* **BRIEF**
Hunt through the lines below for the string "time" and copy each one that has it.

* **DATA EXTRACT**
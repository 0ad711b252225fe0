//! Display routing plugin: discovery, debounced rescans and the amdgpu gate

use std::sync::Arc;
use std::time::Duration;
use tokio::time::Instant;

use fwlink_device::{DeviceFlags, InstallFlags, VersionFormat};
use fwlink_errors::{DeviceError, FwlinkError, KernelPolicyError};
use fwlink_plugin::display_routing::DisplayRoutingPlugin;
use fwlink_plugin::{DEFAULT_RESCAN_DELAY, Plugin, PluginConfig, RegistryEvent, UpdateOutcome};
use fwlink_test_helpers::prelude::*;

fn plugin(factory: &MockHandleFactory) -> DisplayRoutingPlugin {
    plugin_with(factory, PluginConfig::default(), MockKernelInfo::new("6.1.0"))
}

fn plugin_with(
    factory: &MockHandleFactory,
    config: PluginConfig,
    kernel: MockKernelInfo,
) -> DisplayRoutingPlugin {
    DisplayRoutingPlugin::new(config, Arc::new(kernel), Arc::new(factory.clone()))
}

fn amdgpu_minimum(version: &str) -> PluginConfig {
    PluginConfig {
        minimum_amdgpu_kernel_version: Some(version.into()),
        ..PluginConfig::default()
    }
}

#[tokio::test]
async fn test_added_hub_is_registered_with_reported_fields() -> TestResult {
    let factory = MockHandleFactory::new();
    factory.insert(MockDeviceHandle::new("aux0", display_routing_details()));
    let mut plugin = plugin(&factory);
    plugin.startup()?;

    plugin.device_added(&aux_bus_device(0)).await?;

    let device = must_some(plugin.registry().get("aux0"), "aux0 registered");
    assert_eq!(device.version().as_deref(), Some("1.45"));
    assert_eq!(device.version_format(), VersionFormat::Pair);
    assert_eq!(device.version_lowest().as_deref(), Some("1.10"));
    assert!(device.has_flag(DeviceFlags::UPDATABLE | DeviceFlags::REGISTERED));
    assert!(device.guid().is_some());
    assert!(!device.is_locked());
    Ok(())
}

#[tokio::test]
async fn test_hub_without_downstream_is_tracked_not_registered() -> TestResult {
    let factory = MockHandleFactory::new();
    factory.insert(MockDeviceHandle::absent("aux0", display_routing_details()));
    let mut plugin = plugin(&factory);

    plugin.device_added(&aux_bus_device(0)).await?;

    assert!(plugin.registry().is_empty());
    assert_eq!(plugin.tracked().count(), 1);
    Ok(())
}

#[tokio::test]
async fn test_drm_nodes_are_not_devices() -> TestResult {
    let factory = MockHandleFactory::new();
    let mut plugin = plugin(&factory);

    plugin.device_added(&drm_bus_device(0)).await?;

    assert!(factory.created().is_empty());
    assert_eq!(plugin.tracked().count(), 0);
    Ok(())
}

#[tokio::test]
async fn test_open_failure_is_reported_and_not_tracked() {
    let factory = MockHandleFactory::new();
    let handle = factory.insert(MockDeviceHandle::new("aux0", display_routing_details()));
    handle.set_deny_open(true);
    let mut plugin = plugin(&factory);

    let err = must_err(plugin.device_added(&aux_bus_device(0)).await);

    assert!(matches!(err, FwlinkError::Device(DeviceError::Access { .. })));
    assert_eq!(plugin.tracked().count(), 0);
    assert!(plugin.registry().is_empty());
}

#[tokio::test(start_paused = true)]
async fn test_burst_of_changes_triggers_one_rescan() -> TestResult {
    let factory = MockHandleFactory::new();
    let handle = factory.insert(MockDeviceHandle::new("aux0", display_routing_details()));
    let mut plugin = plugin(&factory);
    plugin.device_added(&aux_bus_device(0)).await?;
    assert_eq!(handle.rescans(), 1);

    let start = Instant::now();
    for _ in 0..10 {
        plugin.device_changed(&drm_bus_device(0)).await?;
        tokio::time::advance(Duration::from_millis(400)).await;
    }
    let last = start + Duration::from_millis(3600);
    assert_eq!(plugin.rescan_deadline(), Some(last + DEFAULT_RESCAN_DELAY));

    tokio::time::advance(Duration::from_millis(4500)).await;
    plugin.rescan_due(Instant::now()).await;
    assert_eq!(handle.rescans(), 1, "deadline not reached yet");

    tokio::time::advance(Duration::from_millis(100)).await;
    plugin.rescan_due(Instant::now()).await;
    assert_eq!(handle.rescans(), 2);
    assert!(plugin.rescan_deadline().is_none());

    plugin.rescan_due(Instant::now() + Duration::from_secs(60)).await;
    assert_eq!(handle.rescans(), 2, "fires exactly once");
    Ok(())
}

#[tokio::test(start_paused = true)]
async fn test_topology_change_brings_hub_online() -> TestResult {
    let factory = MockHandleFactory::new();
    let handle = factory.insert(MockDeviceHandle::absent("aux0", display_routing_details()));
    let mut plugin = plugin(&factory);
    plugin.device_added(&aux_bus_device(0)).await?;
    assert!(plugin.registry().is_empty());

    handle.set_present(true);
    plugin.device_changed(&drm_bus_device(0)).await?;
    tokio::time::advance(DEFAULT_RESCAN_DELAY).await;
    plugin.rescan_due(Instant::now()).await;

    assert!(plugin.registry().contains("aux0"));
    Ok(())
}

#[tokio::test(start_paused = true)]
async fn test_topology_change_removes_vanished_hub() -> TestResult {
    let factory = MockHandleFactory::new();
    let handle = factory.insert(MockDeviceHandle::new("aux0", display_routing_details()));
    let mut plugin = plugin(&factory);
    plugin.device_added(&aux_bus_device(0)).await?;
    let mut events = plugin.registry().subscribe();
    assert!(plugin.registry().contains("aux0"));

    handle.set_present(false);
    for _ in 0..3 {
        plugin.device_changed(&drm_bus_device(0)).await?;
    }
    tokio::time::advance(DEFAULT_RESCAN_DELAY).await;
    plugin.rescan_due(Instant::now()).await;

    assert!(!plugin.registry().contains("aux0"));
    assert_eq!(plugin.tracked().count(), 1, "hub stays tracked for a later topology change");
    assert_eq!(handle.rescans(), 2);
    assert_eq!(
        events.try_recv()?,
        RegistryEvent::Unregistered {
            logical_id: "aux0".into()
        }
    );
    assert!(events.try_recv().is_err());
    Ok(())
}

#[tokio::test(start_paused = true)]
async fn test_aux_change_does_not_schedule() -> TestResult {
    let factory = MockHandleFactory::new();
    let mut plugin = plugin(&factory);

    plugin.device_changed(&aux_bus_device(0)).await?;

    assert!(plugin.rescan_deadline().is_none());
    Ok(())
}

#[tokio::test(start_paused = true)]
async fn test_configured_delay_is_used() -> TestResult {
    let factory = MockHandleFactory::new();
    let config = PluginConfig {
        rescan_delay_secs: 2,
        ..PluginConfig::default()
    };
    let mut plugin = plugin_with(&factory, config, MockKernelInfo::new("6.1.0"));

    let now = Instant::now();
    plugin.device_changed(&drm_bus_device(0)).await?;

    assert_eq!(plugin.rescan_deadline(), Some(now + Duration::from_secs(2)));
    Ok(())
}

#[tokio::test]
async fn test_removed_hub_is_forgotten() -> TestResult {
    let factory = MockHandleFactory::new();
    factory.insert(MockDeviceHandle::new("aux0", display_routing_details()));
    factory.insert(MockDeviceHandle::new("aux1", display_routing_details()));
    let mut plugin = plugin(&factory);
    plugin.device_added(&aux_bus_device(0)).await?;
    plugin.device_added(&aux_bus_device(1)).await?;

    plugin.device_removed(&aux_bus_device(0)).await?;

    assert!(!plugin.registry().contains("aux0"));
    let tracked: Vec<&str> = plugin.tracked().map(|d| d.logical_id()).collect();
    assert_eq!(tracked, ["aux1"]);
    Ok(())
}

#[tokio::test]
async fn test_update_then_rescan_reregisters() -> TestResult {
    let factory = MockHandleFactory::new();
    let handle = factory.insert(MockDeviceHandle::new("aux0", display_routing_details()));
    let mut plugin = plugin(&factory);
    plugin.device_added(&aux_bus_device(0)).await?;

    let outcome = plugin.update("aux0", b"image", InstallFlags::NONE).await?;
    assert_eq!(outcome, UpdateOutcome::Completed);
    assert!(plugin.registry().is_empty());
    assert_eq!(plugin.tracked().count(), 1);

    plugin.rescan_tracked().await;
    assert!(plugin.registry().contains("aux0"));
    assert_eq!(handle.writes().len(), 1);
    Ok(())
}

#[tokio::test]
async fn test_update_of_unregistered_hub_is_not_found() -> TestResult {
    let factory = MockHandleFactory::new();
    factory.insert(MockDeviceHandle::absent("aux0", display_routing_details()));
    let mut plugin = plugin(&factory);
    plugin.device_added(&aux_bus_device(0)).await?;

    let err = must_err(plugin.update("aux0", b"image", InstallFlags::NONE).await);
    assert!(matches!(err, FwlinkError::Device(DeviceError::NotFound(_))));
    Ok(())
}

#[tokio::test(start_paused = true)]
async fn test_shutdown_cancels_pending_rescan() -> TestResult {
    let factory = MockHandleFactory::new();
    let handle = factory.insert(MockDeviceHandle::new("aux0", display_routing_details()));
    let mut plugin = plugin(&factory);
    plugin.device_added(&aux_bus_device(0)).await?;
    plugin.device_changed(&drm_bus_device(0)).await?;

    plugin.shutdown();

    assert!(plugin.rescan_deadline().is_none());
    assert!(plugin.registry().is_empty());
    assert_eq!(plugin.tracked().count(), 0);
    tokio::time::advance(DEFAULT_RESCAN_DELAY).await;
    plugin.rescan_due(Instant::now()).await;
    assert_eq!(handle.rescans(), 1);
    Ok(())
}

#[test]
fn test_old_kernel_with_amdgpu_refuses_startup() {
    let factory = MockHandleFactory::new();
    let kernel = MockKernelInfo::new("4.15.0-112-generic").with_modules(&["amdgpu", "drm"]);
    let mut plugin = plugin_with(&factory, amdgpu_minimum("4.20"), kernel);

    let err = must_err(plugin.startup());
    assert!(matches!(
        err,
        FwlinkError::KernelPolicy(KernelPolicyError::KernelTooOld { ref module, .. })
            if module.as_deref() == Some("amdgpu")
    ));
}

#[test]
fn test_old_kernel_without_amdgpu_starts() -> TestResult {
    let factory = MockHandleFactory::new();
    let kernel = MockKernelInfo::new("4.15.0").with_modules(&["i915", "drm"]);
    let mut plugin = plugin_with(&factory, amdgpu_minimum("4.20"), kernel);

    plugin.startup()?;
    Ok(())
}

#[test]
fn test_no_module_support_starts() -> TestResult {
    let factory = MockHandleFactory::new();
    let kernel = MockKernelInfo::new("4.15.0").without_module_support();
    let mut plugin = plugin_with(&factory, amdgpu_minimum("4.20"), kernel);

    plugin.startup()?;
    Ok(())
}

#[test]
fn test_new_kernel_with_amdgpu_starts() -> TestResult {
    let factory = MockHandleFactory::new();
    let kernel = MockKernelInfo::new("5.4.0-42-generic").with_modules(&["amdgpu"]);
    let mut plugin = plugin_with(&factory, amdgpu_minimum("4.20"), kernel);

    plugin.startup()?;
    Ok(())
}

* **WRITTEN SOLUTION**
use std::time::Duration;
use tokio::time::Instant;
        tokio::time::advance(Duration::from_millis(400)).await;
    tokio::time::advance(Duration::from_millis(4500)).await;
    tokio::time::advance(Duration::from_millis(100)).await;
    tokio::time::advance(DEFAULT_RESCAN_DELAY).await;
    tokio::time::advance(DEFAULT_RESCAN_DELAY).await;
    tokio::time::advance(DEFAULT_RESCAN_DELAY).await;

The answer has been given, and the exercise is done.